The way I do this is to first grep the desired level, and then grep -v the next lowest level. The -v does an “inverted” match. So for example, if you want just phylum, you’d do

$ grep "p__|clade" merged_abundance_table.txt | grep -v "c__" | # other stuff...

The grep -E "p__|clade" matches every line that contains the phylum (and the header, which is what |clade is for), and then grep -v "c__" matches every line that doesn’t have the class.

I am so sorry… can you please also write the remaining part of the code? like what #other stuff… i should write? I am new to shell. I tried the first part but it doesn’t work for me. I get an empty file…

I was thinking all the stuff you had before (from sed on), though if you’re getting an empty file, there’s some other problem, I think.

With these sorts of built-up shell commands, it’s typically a good idea to do them in pieces. The | is passing the output from the previous command into the following command. So for example, if you start with cat merged_abundance_table.txt, you’ll see the whole file printed to the screen (if the output is really long, you can do something like | head -20 at the end of each of these commands, which will only take the first 20 lines). Then add | grep "p__|clade"*, and the output should change (in this case, you will only see lines that have p__ or clade). Then add on | grep -v "c__", and you should see any line with c__ go away. Just keep tacking stuff on…


*In writing this, I think I found the problem, which is that I didn’t include the -E flag in my example above, which might cause it to look for lines matching literally "p__|clade" rather than p__ OR clade. The -E flag gives grep more regex symbols to work with. Anyway, if you follow my procedure above, you’d see no output when you add that piece on, which should be a clue that that’s where the problem is.

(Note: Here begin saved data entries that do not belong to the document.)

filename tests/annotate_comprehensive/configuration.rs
//! `annotate.toml` driven behavior.

use crate::common::*;
use json_annotate::{ContainerMode, OutputFormat, CONFIG_FILE_NAME};

#[test]
fn test_default_config_file_reproduces_defaults() {
    let dir = tempfile::tempdir().unwrap();
    let path = dir.path().join(CONFIG_FILE_NAME);

    let annotator = Annotator::from_config_file(&path).unwrap();
    assert_eq!(annotator.config(), &AnnotateConfig::default());

    let written = std::fs::read_to_string(&path).unwrap();
    assert_eq!(written, AnnotateConfig::default_toml());
}

#[test]
fn test_existing_config_file_is_not_overwritten() {
    let dir = tempfile::tempdir().unwrap();
    let path = dir.path().join(CONFIG_FILE_NAME);
    std::fs::write(&path, "output = \"pretty\"\n").unwrap();

    let annotator = Annotator::from_config_file(&path).unwrap();
    assert_eq!(annotator.config().output, OutputFormat::Pretty);
    assert_eq!(std::fs::read_to_string(&path).unwrap(), "output = \"pretty\"\n");
}

#[test]
fn test_preserve_keeps_single_object_target() {
    let annotator = Annotator::with_config(AnnotateConfig {
        container: ContainerMode::Preserve,
        ..AnnotateConfig::default()
    });
    let out = annotator
        .modify_by_identifier_set(
            r#"{"test":{"project":{"name":"API"}}}"#,
            "test/project",
            ["API"],
            "name",
            "status",
            "true",
            None,
        )
        .unwrap();
    assert_eq!(out, r#"{"test":{"project":{"name":"API","status":"true"}}}"#);

    // Arrays are arrays either way
    let out = annotator
        .modify_by_identifier_set(PROJECTS, "test/project", ["API"], "name", "status", "true", None)
        .unwrap();
    assert!(out.contains(r#""project":["#));
}

#[test]
fn test_pretty_output_parses_to_compact_equivalent() {
    let pretty = Annotator::with_config(AnnotateConfig {
        output: OutputFormat::Pretty,
        ..AnnotateConfig::default()
    });
    let a = pretty
        .modify_by_identifier_set(PROJECTS, "test/project", ["API"], "name", "s", "1", Some("0"))
        .unwrap();
    let b = annotator()
        .modify_by_identifier_set(PROJECTS, "test/project", ["API"], "name", "s", "1", Some("0"))
        .unwrap();
    assert!(a.contains('\n'));
    assert_eq!(parse(&a), parse(&b));
}

#[test]
fn test_lenient_set_config_defaults_missing_identifiers() {
    let out = lenient_annotator()
        .modify_by_identifier_set(
            r#"{"a":[{"id":"x"},{"other":1}]}"#,
            "a",
            ["x"],
            "id",
            "t",
            "y",
            Some("n"),
        )
        .unwrap();
    assert_eq!(out, r#"{"a":[{"id":"x","t":"y"},{"other":1,"t":"n"}]}"#);
}

#[test]
fn test_strict_map_config_fails_missing_identifiers() {
    let strict = Annotator::with_config(AnnotateConfig {
        missing_identifier: MissingIdentifierConfig {
            map: MissingIdentifier::Fail,
            ..MissingIdentifierConfig::default()
        },
        ..AnnotateConfig::default()
    });
    let err = strict
        .modify_by_identifier_map(r#"{"a":[{"other":1}]}"#, "a", [("x", "y")], "id", "t", None)
        .unwrap_err();
    assert_eq!(err.kind(), ErrorKind::MissingIdentifier);
}

#[test]
fn test_invalid_config_file_is_config_error() {
    let dir = tempfile::tempdir().unwrap();
    let path = dir.path().join(CONFIG_FILE_NAME);
    std::fs::write(&path, "container = \"sideways\"\n").unwrap();

    let err = Annotator::from_config_file(&path).unwrap_err();
    assert_eq!(err.kind(), ErrorKind::Config);
}
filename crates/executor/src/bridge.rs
//! Bridge module: turning command strings into engine inputs.
//!
//! - [`parse_document`]: input JSON → [`JsonValue`], with limits when configured
//! - [`parse_path`]: path string → [`SlashPath`], with the length limit when configured

use annotate_core::{Error, JsonValue, Result, SlashPath};
use annotate_engine::AnnotateConfig;

/// Parse the input document.
pub fn parse_document(config: &AnnotateConfig, json: &str) -> Result<JsonValue> {
    if config.enforce_limits {
        JsonValue::parse_validated(json)
    } else {
        json.parse().map_err(Error::invalid_json)
    }
}

/// Parse a slash-delimited path.
pub fn parse_path(config: &AnnotateConfig, path: &str) -> Result<SlashPath> {
    let parsed: SlashPath = path.parse()?;
    if config.enforce_limits {
        parsed.validate()?;
    }
    Ok(parsed)
}
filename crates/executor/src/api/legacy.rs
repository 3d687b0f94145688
//! String-only variants for callers that expect the error text in place of
//! the document.
//!
//! These return the annotated document on success and
//! [`Error::legacy_message`](annotate_core::Error::legacy_message) on
//! failure. Prefer the `Result` methods; the output cannot be told apart from
//! a document without parsing it.

use super::Annotator;
use crate::Result;

fn or_message(operation: &'static str, result: Result<String>) -> String {
    result.unwrap_or_else(|e| {
        tracing::warn!(
            target: "annotate::executor",
            operation,
            kind = %e.kind(),
            error = %e,
            "returning legacy error message in place of document"
        );
        e.legacy_message()
    })
}

impl Annotator {
    /// [`modify_by_identifier_set`](Self::modify_by_identifier_set) with the
    /// error message in place of the document.
    ///
    /// ```
    /// use annotate_executor::Annotator;
    ///
    /// let out = Annotator::new().modify_by_identifier_set_or_message(
    ///     r#"{"a": 1}"#, "missing", ["x"], "id", "flag", "T", None,
    /// );
    /// assert_eq!(out, "데이터가 존재하지 않습니다.");
    /// ```
    #[allow(clippy::too_many_arguments)]
    pub fn modify_by_identifier_set_or_message<I, S>(
        &self,
        json: &str,
        path: &str,
        identifiers: I,
        identifier_field: &str,
        target_field: &str,
        match_value: &str,
        default_value: Option<&str>,
    ) -> String
    where
        I: IntoIterator<Item = S>,
        S: Into<String>,
    {
        or_message(
            "modify_by_identifier_set",
            self.modify_by_identifier_set(
                json,
                path,
                identifiers,
                identifier_field,
                target_field,
                match_value,
                default_value,
            ),
        )
    }

    /// [`modify_by_identifier_map`](Self::modify_by_identifier_map) with the
    /// error message in place of the document.
    pub fn modify_by_identifier_map_or_message<I, K, V>(
        &self,
        json: &str,
        path: &str,
        identifier_to_value: I,
        identifier_field: &str,
        target_field: &str,
        default_value: Option<&str>,
    ) -> String
    where
        I: IntoIterator<Item = (K, V)>,
        K: Into<String>,
        V: Into<String>,
    {
        or_message(
            "modify_by_identifier_map",
            self.modify_by_identifier_map(
                json,
                path,
                identifier_to_value,
                identifier_field,
                target_field,
                default_value,
            ),
        )
    }
}
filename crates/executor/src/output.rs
//! Output enum for command execution results.

use annotate_engine::MutationSummary;
use serde::{Deserialize, Serialize};

/// Successful command execution results.
///
/// Each [`Command`](crate::Command) variant maps to exactly one `Output` variant.
#[derive(Debug, Clone, PartialEq, Serialize, Deserialize)]
#[non_exhaustive]
pub enum Output {
    /// The rewritten document and what was written into it
    Annotated {
        /// Serialized output document
        json: String,
        /// Counts of matched, defaulted and nulled elements
        summary: MutationSummary,
    },
}

impl Output {
    /// The serialized document carried by this output
    pub fn json(&self) -> &str {
        match self {
            Output::Annotated { json, .. } => json,
        }
    }

    /// Consume the output, keeping the serialized document
    pub fn into_json(self) -> String {
        match self {
            Output::Annotated { json, .. } => json,
        }
    }
}
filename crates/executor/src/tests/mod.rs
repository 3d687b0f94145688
//! Test modules for the executor crate.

$ grep -E "p__|clade" merged_abundance_table.txt | grep -v "c__" | sed 's/^.*s__//g' | cut -f1,3-8 | sed -e 's/clade_name/body_site/g' > merged_abundance_table_species.txt

Should do it? But regardless, I recommend you build it up piece by piece and see how each pipe changes things. Also - https://explainshell.com/ is a godsend. Plus, keep in mind that even people that use the shell regularly are constantly looking up syntax. You’ll get there, just keep practicing!

1 Like

Great. This was very helpful. Thank you sooo much kescobo for your help!

Cheers!

1 Like